Paul concluded that, if there were others whom he had baptized, he had simply forgotten them. (That allows us to see the degree of importance Paul attached to water baptism.) But the main point here, is that there was no special value to having been baptized, or led to Christ, or having been trained by “someone special.” (I have known people who knew J. Vernon McGee personally and used to attend his church. That is certainly a privilege, but they did not hold it up as something that set them apart from other believers.)

In 1st Corinthians 3:5-9, Paul will return to this issue, regarding “who is who:”

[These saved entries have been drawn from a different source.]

//! Per-run event log.
//!
//! Every snapshot run appends leveled events to its own log file next to the
//! source directory (`<name>-<ts>.log`). The file is opened, appended, and
//! closed on every call; there is no persistent handle and no rotation. The
//! pipeline only ever writes to it — it is a paper trail for the operator,
//! not state.

use derive_more::Display;
use std::fs::OpenOptions;
use std::io::Write;
use std::path::{Path, PathBuf};
use time::OffsetDateTime;

/// Severity of a logged event.
#[derive(Clone, Copy, Debug, Display, PartialEq, Eq)]
pub enum Level {
    #[display("info")]
    Info,
    #[display("warning")]
    Warning,
    #[display("error")]
    Error,
    #[display("fatal")]
    Fatal,
}

/// Append-only, run-scoped event log.
///
/// Writing is deliberately infallible from the caller's point of view: a
/// backup must never die because its diagnostic log is unwritable. Failures
/// are surfaced once per call on the primary output stream via `tracing`.
#[derive(Clone, Debug)]
pub struct EventLog {
    path: PathBuf,
}

impl EventLog {
    pub fn new(path: impl Into<PathBuf>) -> Self {
        Self { path: path.into() }
    }

    /// Where events are appended.
    pub fn path(&self) -> &Path {
        &self.path
    }

    /// Append one `[level] epochSeconds message` line.
    pub fn log(&self, level: Level, message: impl AsRef<str>) {
        let message = message.as_ref();
        let now = OffsetDateTime::now_utc().unix_timestamp();
        let result = OpenOptions::new()
            .create(true)
            .append(true)
            .open(&self.path)
            .and_then(|mut file| writeln!(file, "[{level}] {now} {message}"));
        if let Err(err) = result {
            tracing::warn!(log = %self.path.display(), %err, "event log unwritable; entry dropped");
        }
    }
}
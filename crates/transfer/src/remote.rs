//! S3-compatible object-store delivery.
//!
//! Uploads the master archive to each configured bucket via chunked multipart
//! transfer. Buckets are resolved (and created when absent) before upload,
//! and in-progress multipart uploads left behind by earlier runs are reported
//! so an operator can clean them up.
//!
//! # Supported services
//!
//! Anything speaking the S3 API: AWS S3, Backblaze B2, MinIO, Tigris, etc.
//! Path-style addressing is forced for compatibility with the non-AWS ones.
//!
//! # Failure behavior
//!
//! One bucket's failure aborts the run (the remaining buckets are not
//! attempted). A failed part upload aborts its multipart session before the
//! error propagates, so a crashed run does not add to the orphaned-upload
//! pile the leftover check warns about.

use crate::chunk::{Chunk, ChunkPlan, DEFAULT_CHUNK_SIZE};
use crate::error::{ErrorKind, Result};
use aws_sdk_s3::Client;
use aws_sdk_s3::config::retry::RetryConfig;
use aws_sdk_s3::config::timeout::TimeoutConfig;
use aws_sdk_s3::config::{BehaviorVersion, Credentials, Region};
use aws_sdk_s3::operation::head_bucket::HeadBucketError;
use aws_sdk_s3::primitives::ByteStream;
use aws_sdk_s3::types::{CompletedMultipartUpload, CompletedPart};
use dirsnap_snapshot::{EventLog, Level};
use exn::{OptionExt, ResultExt};
use std::io::SeekFrom;
use std::path::Path;
use std::time::Duration;
use tokio::fs::File;
use tokio::io::{AsyncReadExt, AsyncSeekExt};
use tracing::instrument;

/// Connection settings for an S3-compatible object store.
///
/// Credentials are provided explicitly; each deployment targets exactly one
/// account/endpoint, so the SDK's credential-provider chain buys nothing
/// here.
#[derive(Clone, Debug)]
pub struct ObjectStoreSettings {
    /// AWS region or provider-specific region (e.g. "us-west-004" for
    /// Backblaze).
    pub region: String,
    /// Custom endpoint URL for non-AWS services.
    pub endpoint: Option<String>,
    pub key_id: String,
    pub key_secret: String,
    /// Fixed multipart chunk size in bytes.
    pub chunk_size: u64,
    /// Wall-clock ceiling for one S3 operation, retries included.
    pub operation_timeout: Duration,
    /// Wall-clock ceiling for a single attempt within an operation.
    pub attempt_timeout: Duration,
}

impl ObjectStoreSettings {
    pub fn new(region: impl Into<String>, key_id: impl Into<String>, key_secret: impl Into<String>) -> Self {
        Self {
            region: region.into(),
            endpoint: None,
            key_id: key_id.into(),
            key_secret: key_secret.into(),
            chunk_size: DEFAULT_CHUNK_SIZE,
            // Generous: a full 50 MiB part has to fit through attempt_timeout
            // on whatever uplink the backup host has.
            operation_timeout: Duration::from_secs(900),
            attempt_timeout: Duration::from_secs(300),
        }
    }
}

/// Object-store transfer client.
#[derive(Clone, Debug)]
pub struct ObjectStoreTransfer {
    client: Client,
    chunk_size: u64,
}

5Who then is Paul, and who is Apollos, but ministers (Servants!) by whom ye believed, even as the Lord gave to every man? 6I have planted, Apollos watered; but God gave the increase. 7So then neither is he that planteth any thing, neither he that watereth; but God that giveth the increase. 8Now he that planteth and he that watereth are one: (They are in unity!) and every man shall receive his own reward according to his own labour. 9For we are labourers together with God: (Remember Philippians 2:13!) ye are God’s husbandry, ye are God’s building.

Why was Paul “Unconcerned” About Who He May have Baptized?

Many missionaries today keep careful records of “who they baptized” and, especially, “how many.” I have even known missionaries whose primary “claim to fame” was how many church buildings they built. If that truly is what God sent them to do, then they are blessed for doing His Will. But it raises some questions in my mind:

Paul said the reason he was unconcerned about “who and how many,” is that baptism was not his primary assignment! He said, 17 For Christ sent me not to baptize, but to preach the gospel: not with wisdom of words, lest the cross of Christ should be made of none effect.”

Paul even set aside the robes of his “superior education.” He saw it as a potential detriment to the assigned goal of winning souls for Christ.

So, Paul claimed that his primary assignment was to preach the Gospel. The Great Commission teaches that our primary job is to preach the Gospel. All the Epistles underscore our assignment as ambassadors of Christ. So, how likely is it that someone truly has a totally different assignment? What chance is there that God has “changed His mind” about the job He assigned us all to do?

But, What about Unity? Why is it So Important?

Go back to the first “correction” Paul addressed: He begged them to practice Unity, in doctrine and in action. Looking back at the Gospels, we see that Jesus gave three ways by which the World is to Judge the Church:

  1. Agapé Love: In John 13:34, 35. He said, “A new commandment I give unto you, that ye love one another; As I have loved you, that ye also love one another. By this shall all men know that ye are my disciples, if ye have love, one to another.”
  2. Unity: In John 17:21 Jesus said, “ That they all may be One; as thou, Father, art in Me, and I in Thee, that they also may be One in us: that the World may believe that thou hast sent me.
  3. Good Works: In Matthew 5:14-16, Jesus said,  “Ye are the light of the World. A city that is set on a hill cannot be hid. Neither do men light a candle and put it under a bushel, but on a candlestick, and it giveth light to all that are in the house. Let your light so shine before men, that they may see your good works, and glorify your Father which is in Heaven.”

God-Ordained Priorities

God ordained these three things by which the World is to judge the Church. Perhaps we need to especially concern ourselves with those three, as all three affect our testimony as believers in Christ.

How do we get along with other believers? Do we go out of our way to treat them with Agapé Love? Do we seek ways to find common ground, or are we constantly stressing the differences between us and other believers? Remember that the World is watching!

Ephesians 4:3 tells us to “endeavor to maintain the Unity of the Spirit, in the bond of Peace.” God created that unity. We need to find ways to maintain it!

Lord Jesus, please help us to recognize the seeds of disunity and root them out before they can grow to cause broken fellowship. Help us to see opportunities to serve one another with Your Agapé Love. Modify our behavior to consistently reflect your Grace, so that our behavior lights the way for others and brings Glory to You.